CharlieTra accanimento e abbandono terapeutico, la terza via della solidarietà
In primo luogo, la Corte europea, nel motivare le ragioni che la inducono a reputare fondate le decisioni dei giudici britannici contrarie alle richieste dei genitori del bimbo, premette di considerare appropriato che, in caso di contrasto tra medici e genitori sulle cure da somministrare al bambino, i primi si rivolgano al giudice perché lo risolva. Viene da chiedersi se e in quali limiti la premessa valga anche per la decisione sul luogo dell'assistenza sanitaria: si consideri che, grazie alla straordinaria raccolta fondi promossa dai coniugi Gard, l'eventuale trasferimento di Charlie negli Usa o all'ospedale Bambino Gesù avverrebbe senza oneri per la collettività (un trasferimento che, stando al giudice britannico di primo grado "sarebbe problematico, ma possibile").
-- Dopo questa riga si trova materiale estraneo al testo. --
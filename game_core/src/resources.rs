use crate::Side;

/// Game score tracking
#[derive(Debug, Clone, Copy, Default)]
pub struct Score {
    pub player: u8,
    pub opponent: u8,
}

impl Score {
    pub fn new() -> Self {
        Self::default()
    }

    pub fn increment(&mut self, side: Side) {
        match side {
            Side::Player => self.player += 1,
            Side::Opponent => self.opponent += 1,
        }
    }

    pub fn total(&self) -> u8 {
        self.player + self.opponent
    }

    pub fn winner(&self, points_to_win: u8) -> Option<Side> {
        if self.player >= points_to_win {
            Some(Side::Player)
        } else if self.opponent >= points_to_win {
            Some(Side::Opponent)
        } else {
            None
        }
    }
}

/// Events that occurred during this frame
#[derive(Debug, Clone, Copy, Default)]
pub struct Events {
    pub player_scored: bool,
    pub opponent_scored: bool,
    pub ball_hit_paddle: bool,
    pub ball_hit_wall: bool,
}

impl Events {
    pub fn new() -> Self {
        Self::default()
    }

    pub fn clear(&mut self) {
        *self = Self::default();
    }

    pub fn any_score(&self) -> bool {
        self.player_scored || self.opponent_scored
    }
}

#[cfg(test)]
mod tests {
    use super::*;

    #[test]
    fn test_score_increment() {
        let mut score = Score::new();
        score.increment(Side::Player);
        score.increment(Side::Player);
        score.increment(Side::Opponent);
        assert_eq!(score.player, 2);
        assert_eq!(score.opponent, 1);
        assert_eq!(score.total(), 3);
    }

    #[test]
    fn test_score_winner_player() {
        let mut score = Score::new();
        for _ in 0..5 {
            score.increment(Side::Player);
        }
        assert_eq!(score.winner(5), Some(Side::Player), "Player wins at 5");
    }

    #[test]
    fn test_score_winner_opponent() {
        let mut score = Score::new();
        for _ in 0..5 {
            score.increment(Side::Opponent);
        }
        assert_eq!(score.winner(5), Some(Side::Opponent), "Opponent wins at 5");
    }

    #[test]
    fn test_score_no_winner_below_threshold() {
        let mut score = Score::new();
        for _ in 0..4 {
            score.increment(Side::Player);
        }
        assert_eq!(score.winner(5), None, "No winner below threshold");
    }

    #[test]
    fn test_events_clear() {
        let mut events = Events::new();
        events.player_scored = true;
        events.opponent_scored = true;
        events.ball_hit_paddle = true;
        events.ball_hit_wall = true;

        events.clear();

        assert!(!events.player_scored);
        assert!(!events.opponent_scored);
        assert!(!events.ball_hit_paddle);
        assert!(!events.ball_hit_wall);
        assert!(!events.any_score());
    }
}
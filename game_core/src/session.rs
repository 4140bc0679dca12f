//! Match controller: owns the world, score, timer and leaderboard, and
//! drives the StartScreen -> Playing -> (StartScreen | NameEntry) machine.
//!
//! There is no separate game-over phase: a finished match lands either on
//! the start screen (AI won, entry recorded as "AI") or in initials entry
//! (player won), and the start screen doubles as the leaderboard view.

use std::path::PathBuf;

use hecs::{Entity, World};

use crate::leaderboard::{Leaderboard, Winner};
use crate::{create_ball, create_paddle, step, Ball, Config, Events, Paddle, Score, Side};

/// Phases of the match state machine.
#[derive(Debug, Clone, Copy, PartialEq, Eq)]
pub enum MatchPhase {
    StartScreen,
    Playing,
    NameEntry,
}

/// A running game session, from process start to shutdown.
pub struct MatchSession {
    world: World,
    ball: Entity,
    player: Entity,
    opponent: Entity,
    config: Config,
    score: Score,
    events: Events,
    phase: MatchPhase,
    speed_multiplier: f32,
    start_time: f64,
    last_duration: f32,
    pending_initials: [char; 3],
    pending_len: usize,
    last_result: Option<Winner>,
    leaderboard: Leaderboard,
    data_dir: PathBuf,
}

impl MatchSession {
    /// Create the session and load any persisted leaderboard from `data_dir`.
    pub fn new(config: Config, data_dir: PathBuf) -> Self {
        let mut world = World::new();
        let ball = create_ball(&mut world, &config);
        let player = create_paddle(&mut world, Side::Player, &config);
        let opponent = create_paddle(&mut world, Side::Opponent, &config);

        let mut leaderboard = Leaderboard::new();
        if let Err(e) = leaderboard.load(&data_dir) {
            log::warn!("could not load leaderboard from {}: {e}", data_dir.display());
        }

        Self {
            world,
            ball,
            player,
            opponent,
            config,
            score: Score::new(),
            events: Events::new(),
            phase: MatchPhase::StartScreen,
            speed_multiplier: 1.0,
            start_time: 0.0,
            last_duration: 0.0,
            pending_initials: [' '; 3],
            pending_len: 0,
            last_result: None,
            leaderboard,
            data_dir,
        }
    }

    /// SPACE on the start screen: reset everything and begin playing.
    pub fn start(&mut self, now: f64) {
        if self.phase != MatchPhase::StartScreen {
            return;
        }
        self.score = Score::new();
        self.speed_multiplier = 1.0;
        self.recenter_paddles();
        self.reset_ball();
        self.start_time = now;
        self.phase = MatchPhase::Playing;
        log::debug!("match started");
    }

    /// Advance one frame of play. `player_dir` is -1/0/1, `now` comes from
    /// the platform's monotonic clock. Does nothing outside Playing.
    pub fn frame(&mut self, player_dir: i8, now: f64) {
        if self.phase != MatchPhase::Playing {
            return;
        }

        step(
            &mut self.world,
            &self.config,
            &mut self.score,
            &mut self.events,
            player_dir,
        );

        if !self.events.any_score() {
            return;
        }

        // Mid-match speed growth, never reset until the next match.
        self.speed_multiplier = 1.0 + self.score.total() as f32 * self.config.speed_step;

        match self.score.winner(self.config.points_to_win) {
            Some(Side::Opponent) => {
                self.last_duration = (now - self.start_time) as f32;
                self.last_result = Some(Winner::Ai);
                self.leaderboard.add("AI", Winner::Ai, self.last_duration);
                self.persist();
                self.phase = MatchPhase::StartScreen;
                log::debug!("AI wins in {:.3}s", self.last_duration);
            }
            Some(Side::Player) => {
                self.last_duration = (now - self.start_time) as f32;
                self.last_result = Some(Winner::Player);
                self.pending_initials = [' '; 3];
                self.pending_len = 0;
                self.phase = MatchPhase::NameEntry;
                log::debug!("player wins in {:.3}s", self.last_duration);
            }
            None => self.reset_ball(),
        }
    }

    /// Letter typed while entering initials. Non-letters are ignored.
    pub fn push_char(&mut self, c: char) {
        if self.phase != MatchPhase::NameEntry
            || !c.is_ascii_alphabetic()
            || self.pending_len >= self.pending_initials.len()
        {
            return;
        }
        self.pending_initials[self.pending_len] = c.to_ascii_uppercase();
        self.pending_len += 1;
    }

    /// BACKSPACE while entering initials.
    pub fn backspace(&mut self) {
        if self.phase == MatchPhase::NameEntry && self.pending_len > 0 {
            self.pending_len -= 1;
            self.pending_initials[self.pending_len] = ' ';
        }
    }

    /// ENTER while entering initials: record the win once at least one
    /// character was typed.
    pub fn submit_initials(&mut self) {
        if self.phase != MatchPhase::NameEntry || self.pending_len == 0 {
            return;
        }
        let initials: String = self.pending_initials.iter().collect();
        self.leaderboard
            .add(&initials, Winner::Player, self.last_duration);
        self.persist();
        self.phase = MatchPhase::StartScreen;
    }

    pub fn phase(&self) -> MatchPhase {
        self.phase
    }

    pub fn score(&self) -> Score {
        self.score
    }

    pub fn ball(&self) -> Ball {
        *self.world.get::<&Ball>(self.ball).unwrap()
    }

    pub fn paddle(&self, side: Side) -> Paddle {
        let entity = match side {
            Side::Player => self.player,
            Side::Opponent => self.opponent,
        };
        *self.world.get::<&Paddle>(entity).unwrap()
    }

    pub fn leaderboard(&self) -> &Leaderboard {
        &self.leaderboard
    }

    /// Initials typed so far, space-padded to 3 characters.
    pub fn pending_initials(&self) -> String {
        self.pending_initials.iter().collect()
    }

    pub fn last_duration(&self) -> f32 {
        self.last_duration
    }

    /// Who won the most recent finished match, if any. Drives the
    /// win/lose banner on the start screen.
    pub fn last_result(&self) -> Option<Winner> {
        self.last_result
    }

    pub fn speed_multiplier(&self) -> f32 {
        self.speed_multiplier
    }

    fn reset_ball(&mut self) {
        let multiplier = self.speed_multiplier;
        if let Ok(mut ball) = self.world.get::<&mut Ball>(self.ball) {
            ball.reset(&self.config, multiplier);
        }
    }

    fn recenter_paddles(&mut self) {
        let start_y = self.config.paddle_start_y();
        for (_entity, paddle) in self.world.query_mut::<&mut Paddle>() {
            paddle.pos.y = start_y;
            paddle.vel = 0.0;
        }
    }

    /// Best effort: a failed write is logged and the in-memory board stays
    /// authoritative.
    fn persist(&self) {
        if let Err(e) = self.leaderboard.save(&self.data_dir) {
            log::warn!("could not save leaderboard to {}: {e}", self.data_dir.display());
        }
    }
}

#[cfg(test)]
mod tests {
    use super::*;
    use glam::Vec2;

    fn session() -> MatchSession {
        let dir = tempfile::tempdir().unwrap();
        MatchSession::new(Config::default(), dir.path().to_path_buf())
    }

    /// Park the ball just past an edge so the next frame scores.
    fn place_ball(session: &mut MatchSession, pos: Vec2, vel: Vec2) {
        let mut ball = session.world.get::<&mut Ball>(session.ball).unwrap();
        ball.pos = pos;
        ball.vel = vel;
    }

    fn score_for(session: &mut MatchSession, side: Side, now: f64) {
        let x = match side {
            Side::Player => 1300.0,
            Side::Opponent => -100.0,
        };
        place_ball(session, Vec2::new(x, 300.0), Vec2::ZERO);
        session.frame(0, now);
    }

    #[test]
    fn test_initial_phase_is_start_screen() {
        let s = session();
        assert_eq!(s.phase(), MatchPhase::StartScreen);
        assert!(s.leaderboard().is_empty());
        assert_eq!(s.last_result(), None, "No match finished yet");
    }

    #[test]
    fn test_frame_is_noop_outside_playing() {
        let mut s = session();
        let ball_before = s.ball();

        s.frame(1, 10.0);

        assert_eq!(s.ball().pos, ball_before.pos, "No simulation on start screen");
    }

    #[test]
    fn test_start_resets_match_state() {
        let mut s = session();
        s.start(5.0);

        assert_eq!(s.phase(), MatchPhase::Playing);
        assert_eq!(s.score().total(), 0);
        assert_eq!(s.speed_multiplier(), 1.0);
        assert_eq!(s.ball().pos, Vec2::new(600.0, 300.0));
        assert_eq!(s.ball().vel, Vec2::new(4.0, 2.0));
        assert_eq!(s.paddle(Side::Player).pos.y, 250.0);
        assert_eq!(s.paddle(Side::Opponent).pos.y, 250.0);
    }

    #[test]
    fn test_scoring_below_threshold_resets_ball_and_grows_speed() {
        let mut s = session();
        s.start(0.0);

        score_for(&mut s, Side::Player, 1.0);

        assert_eq!(s.phase(), MatchPhase::Playing, "Match continues");
        assert_eq!(s.score().player, 1);
        assert_eq!(s.speed_multiplier(), 1.02);
        assert_eq!(s.ball().pos, Vec2::new(600.0, 300.0), "Only the ball resets");
        assert_eq!(s.ball().vel, Vec2::new(4.0, 2.0) * 1.02);
    }

    #[test]
    fn test_speed_multiplier_counts_both_sides() {
        let mut s = session();
        s.start(0.0);

        score_for(&mut s, Side::Player, 1.0);
        score_for(&mut s, Side::Opponent, 2.0);
        score_for(&mut s, Side::Player, 3.0);

        assert_eq!(s.speed_multiplier(), 1.0 + 3.0 * 0.02);
    }

    #[test]
    fn test_opponent_win_records_ai_entry_and_returns_to_start() {
        let mut s = session();
        s.start(10.0);

        for i in 0..5 {
            score_for(&mut s, Side::Opponent, 10.0 + (i + 1) as f64);
        }

        assert_eq!(s.phase(), MatchPhase::StartScreen);
        assert_close(s.last_duration(), 5.0);
        assert_eq!(s.last_result(), Some(Winner::Ai));
        assert_eq!(s.leaderboard().len(), 1);
        let entry = &s.leaderboard().entries()[0];
        assert_eq!(entry.initials, "AI ");
        assert_eq!(entry.winner, Winner::Ai);
    }

    #[test]
    fn test_player_win_enters_name_entry() {
        let mut s = session();
        s.start(0.0);

        for i in 0..5 {
            score_for(&mut s, Side::Player, (i + 1) as f64);
        }

        assert_eq!(s.phase(), MatchPhase::NameEntry);
        assert_eq!(s.pending_initials(), "   ");
        assert_eq!(s.last_result(), Some(Winner::Player));
        assert!(s.leaderboard().is_empty(), "Nothing recorded until ENTER");
    }

    #[test]
    fn test_name_entry_keystrokes() {
        let mut s = win_as_player();

        s.push_char('j');
        s.push_char('1'); // ignored
        s.push_char('d');
        assert_eq!(s.pending_initials(), "JD ");

        s.push_char('x');
        s.push_char('y'); // board full, ignored
        assert_eq!(s.pending_initials(), "JDX");

        s.backspace();
        assert_eq!(s.pending_initials(), "JD ");

        s.backspace();
        s.backspace();
        s.backspace(); // already empty, ignored
        assert_eq!(s.pending_initials(), "   ");
    }

    #[test]
    fn test_submit_requires_at_least_one_char() {
        let mut s = win_as_player();

        s.submit_initials();
        assert_eq!(s.phase(), MatchPhase::NameEntry, "Empty initials stay put");

        s.push_char('q');
        s.submit_initials();

        assert_eq!(s.phase(), MatchPhase::StartScreen);
        let entry = &s.leaderboard().entries()[0];
        assert_eq!(entry.initials, "Q  ");
        assert_eq!(entry.winner, Winner::Player);
    }

    #[test]
    fn test_keystrokes_ignored_outside_name_entry() {
        let mut s = session();
        s.push_char('a');
        s.backspace();
        s.submit_initials();
        assert_eq!(s.phase(), MatchPhase::StartScreen);
        assert!(s.leaderboard().is_empty());
    }

    #[test]
    fn test_win_saves_leaderboard_to_disk() {
        let dir = tempfile::tempdir().unwrap();
        let mut s = MatchSession::new(Config::default(), dir.path().to_path_buf());
        s.start(0.0);
        for i in 0..5 {
            score_for(&mut s, Side::Opponent, (i + 1) as f64);
        }

        let text =
            std::fs::read_to_string(dir.path().join(crate::leaderboard::LEADERBOARD_FILE)).unwrap();
        assert_eq!(text, "5.000;A;AI \n");

        // A fresh session sees the persisted entry.
        let s2 = MatchSession::new(Config::default(), dir.path().to_path_buf());
        assert_eq!(s2.leaderboard().len(), 1);
    }

    #[test]
    fn test_start_only_valid_from_start_screen() {
        let mut s = session();
        s.start(0.0);
        score_for(&mut s, Side::Player, 1.0);

        s.start(50.0); // mid-match SPACE must not reset
        assert_eq!(s.score().player, 1);
        assert_eq!(s.speed_multiplier(), 1.02);
    }

    fn win_as_player() -> MatchSession {
        let mut s = session();
        s.start(0.0);
        for i in 0..5 {
            score_for(&mut s, Side::Player, (i + 1) as f64);
        }
        assert_eq!(s.phase(), MatchPhase::NameEntry);
        s
    }

    fn assert_close(actual: f32, expected: f32) {
        assert!(
            (actual - expected).abs() < 1e-3,
            "expected {expected}, got {actual}"
        );
    }
}
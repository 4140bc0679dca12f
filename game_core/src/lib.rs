pub mod components;
pub mod config;
pub mod leaderboard;
pub mod resources;
pub mod session;
pub mod systems;

pub use components::*;
pub use config::*;
pub use resources::*;
pub use session::{MatchPhase, MatchSession};

use glam::Vec2;
use hecs::World;
use systems::*;

/// Run one fixed frame of the Pong simulation.
///
/// The loop targets 60 updates per second and velocities are expressed in
/// pixels per frame, so there is no delta-time scaling. The order is fixed
/// for reproducibility: input, paddles, ball, paddle collisions (player
/// first), wall bounce, scoring.
pub fn step(
    world: &mut World,
    config: &Config,
    score: &mut Score,
    events: &mut Events,
    player_dir: i8,
) {
    events.clear();

    apply_player_input(world, config, player_dir);
    track_ball(world, config);
    move_paddles(world, config);
    move_ball(world);
    resolve_paddle_collisions(world, config, events);
    bounce_off_walls(world, config, events);
    check_scoring(world, config, score, events);
}

/// Helper to create the ball entity at the serve position
pub fn create_ball(world: &mut World, config: &Config) -> hecs::Entity {
    let pos = Vec2::new(config.screen_width / 2.0, config.screen_height / 2.0);
    world.spawn((Ball::new(pos, config.serve_velocity, config.ball_radius),))
}

/// Helper to create a paddle entity on its side of the board
pub fn create_paddle(world: &mut World, side: Side, config: &Config) -> hecs::Entity {
    let pos = Vec2::new(config.paddle_x(side), config.paddle_start_y());
    world.spawn((Paddle::new(
        side,
        pos,
        config.paddle_width,
        config.paddle_height,
    ),))
}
La risposta della Corte, secondo la quale i giudici britannici avrebbero correttamente autorizzato l'ospedale a sospendere il sostegno vitale in quanto una sua prosecuzione creerebbe sofferenza al bambino senza che vi siano speranze di miglioramento (e avrebbero ragionato analogamente sul trasferimento negli Usa per un pioneering treatment), appare debole perché trascura di bilanciare tali considerazioni (per giunta espresse in quelle decisioni con espressioni dubitative: "potrebbe causare dolore", "è probabile che comporti sofferenza") con i valori in discussione.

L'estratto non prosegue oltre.